On 2010-08-23, at 5:22 PM, Yury Selivanov wrote:

> On 2010-08-23, at 5:02 PM, Michael Foord wrote:
> 
>> On 23/08/2010 23:55, Benjamin Peterson wrote:
>>> 2010/8/23 Raymond Hettinger<raymond.hettin...@gmail.com>:
>>>> On Aug 23, 2010, at 1:13 PM, Benjamin Peterson wrote:
>>>> 
>>>>> 2010/8/23 Michael Foord<fuzzy...@voidspace.org.uk>:
>>>>>> To me hasattr *looks* like a passive introspection function, and the fact
>>>>>> that it can trigger arbitrary code execution is unfortunate - especially
>>>>>> because a full workaround is pretty arcane.
>>> hasattr(x, "y") doesn't look any more passive to me the x.y.
>> One says "does this object have attribute y" the other fetches attribute y. 
>> I'm amazed they don't look different to you.

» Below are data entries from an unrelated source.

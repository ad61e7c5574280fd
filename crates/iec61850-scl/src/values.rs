// crates/iec61850-scl/src/values.rs

//! Interprets `<Val>` literals according to the declared attribute type.
//!
//! Interpretation either yields a typed value, skips the literal with a
//! reason (the caller records it as a diagnostic), or fails. Failing is
//! reserved for literals that contradict their type, e.g. an enumeration
//! symbol that is not a member or an octet string that is not base64.

use crate::error::SclError;
use crate::model::templates::EnumType;
use crate::types::AttributeType;
use base64::Engine;
use base64::engine::general_purpose::STANDARD;
use time::PrimitiveDateTime;
use time::macros::format_description;

const OCTET_STRING_64_CAPACITY: usize = 64;

/// A typed initial value of a data attribute.
#[derive(Debug, Clone, PartialEq)]
pub enum DataModelValue {
    /// Enumerated or coded enum ordinal.
    Ordinal(i32),
    Integer(i64),
    Unsigned(u32),
    Boolean(bool),
    Float32(f32),
    Float64(f64),
    Text(String),
    Bytes(Vec<u8>),
    /// Milliseconds since the Unix epoch.
    EpochMillis(i64),
    /// An enumeration symbol from a template default, bound once the
    /// attribute's `EnumType` is known.
    Deferred { symbol: String, enum_type: String },
}

/// Result of interpreting one literal.
#[derive(Debug, Clone, PartialEq)]
pub enum Interpreted {
    Value(DataModelValue),
    /// The literal was ignored; the string says why.
    Skipped(String),
}

/// Interprets `text` as a value of `attribute_type`.
///
/// `enum_type` must be given for [`AttributeType::Enumerated`].
pub fn interpret(
    attribute_type: AttributeType,
    enum_type: Option<&EnumType>,
    text: &str,
) -> Result<Interpreted, SclError> {
    let trimmed = text.trim();
    let value = match attribute_type {
        AttributeType::Boolean => DataModelValue::Boolean(trimmed.eq_ignore_ascii_case("true")),
        AttributeType::Enumerated => {
            let enum_type = enum_type.ok_or_else(|| invalid(attribute_type, text, "no enumeration bound"))?;
            DataModelValue::Ordinal(enum_ordinal(enum_type, text)?)
        }
        t if t.is_signed_integer() => DataModelValue::Integer(parse_signed(t, trimmed)?),
        t if t.is_unsigned_integer() => DataModelValue::Unsigned(parse_unsigned(t, trimmed)?),
        AttributeType::Float32 => {
            let v = parse_float(attribute_type, trimmed)? as f32;
            if !v.is_finite() {
                return Err(invalid(attribute_type, text, "not a finite FLOAT32"));
            }
            DataModelValue::Float32(v)
        }
        AttributeType::Float64 => DataModelValue::Float64(parse_float(attribute_type, trimmed)?),
        AttributeType::CodedEnum => match coded_enum_ordinal(trimmed) {
            Some(ord) => DataModelValue::Ordinal(ord),
            None => {
                return Ok(Interpreted::Skipped(format!(
                    "unknown coded enum value \"{}\"",
                    text
                )));
            }
        },
        AttributeType::OctetString64 => {
            let bytes = STANDARD.decode(trimmed)?;
            if bytes.len() > OCTET_STRING_64_CAPACITY {
                return Err(invalid(
                    attribute_type,
                    text,
                    &format!("{} bytes exceed the capacity of 64", bytes.len()),
                ));
            }
            DataModelValue::Bytes(bytes)
        }
        t if t.is_visible_string() => DataModelValue::Text(text.to_string()),
        AttributeType::UnicodeString255 | AttributeType::Currency => {
            DataModelValue::Text(text.to_string())
        }
        AttributeType::Timestamp | AttributeType::EntryTime => match parse_timestamp(trimmed) {
            Some(ms) => DataModelValue::EpochMillis(ms),
            None => {
                return Ok(Interpreted::Skipped(format!(
                    "invalid timestamp \"{}\"",
                    text
                )));
            }
        },
        AttributeType::Quality | AttributeType::Check => {
            return Ok(Interpreted::Skipped(format!(
                "initial values of type {} are not supported",
                attribute_type
            )));
        }
        other => {
            return Err(SclError::UnsupportedValueType {
                attribute_type: other.c_name(),
            });
        }
    };
    Ok(Interpreted::Value(value))
}

/// Resolves an enumeration literal: symbol first, then a numeric ordinal
/// that must be a member of the enumeration.
pub fn enum_ordinal(enum_type: &EnumType, text: &str) -> Result<i32, SclError> {
    if let Some(ord) = enum_type.ordinal_of(text) {
        return Ok(ord);
    }
    match text.trim().parse::<i32>() {
        Ok(ord) if enum_type.contains_ordinal(ord) => Ok(ord),
        _ => Err(invalid(
            AttributeType::Enumerated,
            text,
            &format!("not a member of enumeration {}", enum_type.id),
        )),
    }
}

/// Ordinal of a double point / tap command symbol.
fn coded_enum_ordinal(symbol: &str) -> Option<i32> {
    match symbol {
        "intermediate-state" | "stop" => Some(0),
        "off" | "lower" => Some(1),
        "on" | "higher" => Some(2),
        "bad-state" | "reserved" => Some(4),
        _ => None,
    }
}

fn parse_integer(attribute_type: AttributeType, text: &str) -> Result<i64, SclError> {
    if text.is_empty() {
        return Ok(0);
    }
    let (negative, digits) = match text.strip_prefix('-') {
        Some(rest) => (true, rest),
        None => (false, text.strip_prefix('+').unwrap_or(text)),
    };
    let (radix, body) = match digits
        .strip_prefix("0x")
        .or_else(|| digits.strip_prefix("0X"))
    {
        Some(hex_digits) => (16, hex_digits),
        None => (10, digits),
    };
    // one sign only
    if body.starts_with(['+', '-']) {
        return Err(invalid(attribute_type, text, "invalid digit found in string"));
    }
    let magnitude = i128::from_str_radix(body, radix)
        .map_err(|e| invalid(attribute_type, text, &e.to_string()))?;
    let value = if negative { -magnitude } else { magnitude };
    i64::try_from(value).map_err(|_| invalid(attribute_type, text, "out of range"))
}

fn parse_signed(attribute_type: AttributeType, text: &str) -> Result<i64, SclError> {
    let value = parse_integer(attribute_type, text)?;
    let (min, max) = match attribute_type {
        AttributeType::Int8 => (i8::MIN as i64, i8::MAX as i64),
        AttributeType::Int16 => (i16::MIN as i64, i16::MAX as i64),
        AttributeType::Int32 => (i32::MIN as i64, i32::MAX as i64),
        _ => (i64::MIN, i64::MAX),
    };
    if value < min || value > max {
        return Err(invalid(attribute_type, text, "out of range"));
    }
    Ok(value)
}

fn parse_unsigned(attribute_type: AttributeType, text: &str) -> Result<u32, SclError> {
    let value = parse_integer(attribute_type, text)?;
    let max = match attribute_type {
        AttributeType::Int8U => u8::MAX as i64,
        AttributeType::Int16U => u16::MAX as i64,
        AttributeType::Int24U => 0x00FF_FFFF,
        _ => u32::MAX as i64,
    };
    if !(0..=max).contains(&value) {
        return Err(invalid(attribute_type, text, "out of range"));
    }
    Ok(value as u32)
}

/// Accepts a comma as decimal separator.
fn parse_float(attribute_type: AttributeType, text: &str) -> Result<f64, SclError> {
    if text.is_empty() {
        return Ok(0.0);
    }
    let v = text
        .replace(',', ".")
        .parse::<f64>()
        .map_err(|e| invalid(attribute_type, text, &e.to_string()))?;
    if !v.is_finite() {
        return Err(invalid(attribute_type, text, "not a finite number"));
    }
    Ok(v)
}

/// Parses `YYYY-MM-DDTHH:MM:SS.mmm` (UTC) into epoch milliseconds.
fn parse_timestamp(text: &str) -> Option<i64> {
    let format =
        format_description!("[year]-[month]-[day]T[hour]:[minute]:[second].[subsecond digits:3]");
    let normalized = text.replace(',', ".");
    let parsed = PrimitiveDateTime::parse(&normalized, &format).ok()?;
    let millis = parsed.assume_utc().unix_timestamp_nanos() / 1_000_000;
    i64::try_from(millis).ok()
}

fn invalid(attribute_type: AttributeType, value: &str, reason: &str) -> SclError {
    SclError::InvalidValue {
        attribute_type: attribute_type.c_name(),
        value: value.to_string(),
        reason: reason.to_string(),
    }
}

#[cfg(test)]
mod tests {
    use super::*;
    use crate::model::templates::EnumVal;

    fn value(attribute_type: AttributeType, text: &str) -> DataModelValue {
        match interpret(attribute_type, None, text).unwrap() {
            Interpreted::Value(v) => v,
            Interpreted::Skipped(reason) => panic!("unexpected skip: {}", reason),
        }
    }

    fn health() -> EnumType {
        EnumType {
            id: "Health".into(),
            values: vec![
                EnumVal {
                    ord: 1,
                    symbol: "Ok".into(),
                },
                EnumVal {
                    ord: 2,
                    symbol: "Warning".into(),
                },
                EnumVal {
                    ord: 3,
                    symbol: "Alarm".into(),
                },
            ],
            ..Default::default()
        }
    }

    #[test]
    fn test_boolean() {
        assert_eq!(value(AttributeType::Boolean, " TRUE "), DataModelValue::Boolean(true));
        assert_eq!(value(AttributeType::Boolean, "1"), DataModelValue::Boolean(false));
    }

    #[test]
    fn test_integers() {
        assert_eq!(value(AttributeType::Int32, " -42 "), DataModelValue::Integer(-42));
        assert_eq!(value(AttributeType::Int16, ""), DataModelValue::Integer(0));
        assert_eq!(value(AttributeType::Int32U, "0x10"), DataModelValue::Unsigned(16));
        assert!(interpret(AttributeType::Int8, None, "abc").is_err());
        assert!(interpret(AttributeType::Int8U, None, "256").is_err());
        assert!(interpret(AttributeType::Int32U, None, "-1").is_err());
    }

    #[test]
    fn test_integer_sign_handling() {
        assert_eq!(value(AttributeType::Int32, "+7"), DataModelValue::Integer(7));
        assert_eq!(value(AttributeType::Int16, "-0x10"), DataModelValue::Integer(-16));
        for text in ["--5", "-+5", "+-5", "++5", "0x-5"] {
            assert!(
                matches!(
                    interpret(AttributeType::Int32, None, text),
                    Err(SclError::InvalidValue { .. })
                ),
                "{} should be rejected",
                text
            );
        }
    }

    #[test]
    fn test_int64_limits() {
        assert_eq!(
            value(AttributeType::Int64, "-9223372036854775808"),
            DataModelValue::Integer(i64::MIN)
        );
        assert_eq!(
            value(AttributeType::Int64, "9223372036854775807"),
            DataModelValue::Integer(i64::MAX)
        );
        assert!(interpret(AttributeType::Int64, None, "9223372036854775808").is_err());
        assert!(interpret(AttributeType::Int64, None, "-9223372036854775809").is_err());
    }

    #[test]
    fn test_float_accepts_comma() {
        assert_eq!(value(AttributeType::Float32, "3,14"), DataModelValue::Float32(3.14));
        assert_eq!(value(AttributeType::Float64, ""), DataModelValue::Float64(0.0));
    }

    #[test]
    fn test_non_finite_floats_are_rejected() {
        for (t, text) in [
            (AttributeType::Float32, "1e39"),
            (AttributeType::Float32, "NaN"),
            (AttributeType::Float32, "-inf"),
            (AttributeType::Float64, "nan"),
            (AttributeType::Float64, "infinity"),
            (AttributeType::Float64, "1e400"),
        ] {
            assert!(
                matches!(interpret(t, None, text), Err(SclError::InvalidValue { .. })),
                "{} should be rejected for {}",
                text,
                t
            );
        }
        assert_eq!(
            value(AttributeType::Float32, "3e38"),
            DataModelValue::Float32(3.0e38_f64 as f32)
        );
    }

    #[test]
    fn test_enumerated_symbol_and_ordinal() {
        let health = health();
        let ord = |text| interpret(AttributeType::Enumerated, Some(&health), text);
        assert_eq!(
            ord("Warning").unwrap(),
            Interpreted::Value(DataModelValue::Ordinal(2))
        );
        assert_eq!(ord("3").unwrap(), Interpreted::Value(DataModelValue::Ordinal(3)));
        assert!(matches!(ord("7"), Err(SclError::InvalidValue { .. })));
        assert!(matches!(ord("Broken"), Err(SclError::InvalidValue { .. })));
    }

    #[test]
    fn test_coded_enum() {
        assert_eq!(value(AttributeType::CodedEnum, "on"), DataModelValue::Ordinal(2));
        assert_eq!(value(AttributeType::CodedEnum, "lower"), DataModelValue::Ordinal(1));
        assert_eq!(value(AttributeType::CodedEnum, "reserved"), DataModelValue::Ordinal(4));
        assert!(matches!(
            interpret(AttributeType::CodedEnum, None, "sideways").unwrap(),
            Interpreted::Skipped(_)
        ));
    }

    #[test]
    fn test_octet_string() {
        assert_eq!(
            value(AttributeType::OctetString64, "AA=="),
            DataModelValue::Bytes(vec![0x00])
        );
        assert_eq!(
            value(AttributeType::OctetString64, "AAA="),
            DataModelValue::Bytes(vec![0x00, 0x00])
        );
        assert!(matches!(
            interpret(AttributeType::OctetString64, None, "%%%"),
            Err(SclError::Base64Decoding(_))
        ));
    }

    #[test]
    fn test_octet_string_capacity() {
        let full = STANDARD.encode([0xABu8; 64]);
        assert_eq!(
            value(AttributeType::OctetString64, &full),
            DataModelValue::Bytes(vec![0xAB; 64])
        );
        let oversized = STANDARD.encode([0u8; 100]);
        assert!(matches!(
            interpret(AttributeType::OctetString64, None, &oversized),
            Err(SclError::InvalidValue {
                attribute_type: "OCTET_STRING_64",
                ..
            })
        ));
    }

    #[test]
    fn test_strings_are_verbatim() {
        assert_eq!(
            value(AttributeType::VisibleString255, " Station A "),
            DataModelValue::Text(" Station A ".into())
        );
        assert_eq!(
            value(AttributeType::Currency, "EUR"),
            DataModelValue::Text("EUR".into())
        );
    }

    #[test]
    fn test_timestamp() {
        assert_eq!(
            value(AttributeType::Timestamp, "1970-01-01T00:00:01.500"),
            DataModelValue::EpochMillis(1500)
        );
        assert_eq!(
            value(AttributeType::EntryTime, "2000-01-01T00:00:00,000"),
            DataModelValue::EpochMillis(946_684_800_000)
        );
        assert!(matches!(
            interpret(AttributeType::Timestamp, None, "yesterday").unwrap(),
            Interpreted::Skipped(_)
        ));
    }

    #[test]
    fn test_quality_and_check_are_skipped() {
        for t in [AttributeType::Quality, AttributeType::Check] {
            assert!(matches!(
                interpret(t, None, "0").unwrap(),
                Interpreted::Skipped(_)
            ));
        }
    }

    #[test]
    fn test_unsupported_type() {
        assert!(matches!(
            interpret(AttributeType::Constructed, None, "x"),
            Err(SclError::UnsupportedValueType {
                attribute_type: "CONSTRUCTED"
            })
        ));
    }
}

Given Python's object model 
>> there is no reason that the first *should* fetch the attribute to determine 
>> that it is present, *except* for the dynamic attribute creation of 
>> __getattr__ and __getattribute__.
> 
> As I understand the only possible way to make 'hasattr' work as it name 
> indicates (i.e. just check if attribute exists, not run it), is to add 
> another magic method(s?) to the existing __getattr__ and __getattribute__ 
> which will tell whether attribute exists or not, and by default this method 
> would mimic current 'hasattr' behaviour.

I'm not sure we should do this, but if such method exists, let's call it 
__hasattribute__, ORMs, for instance, probably would benefit.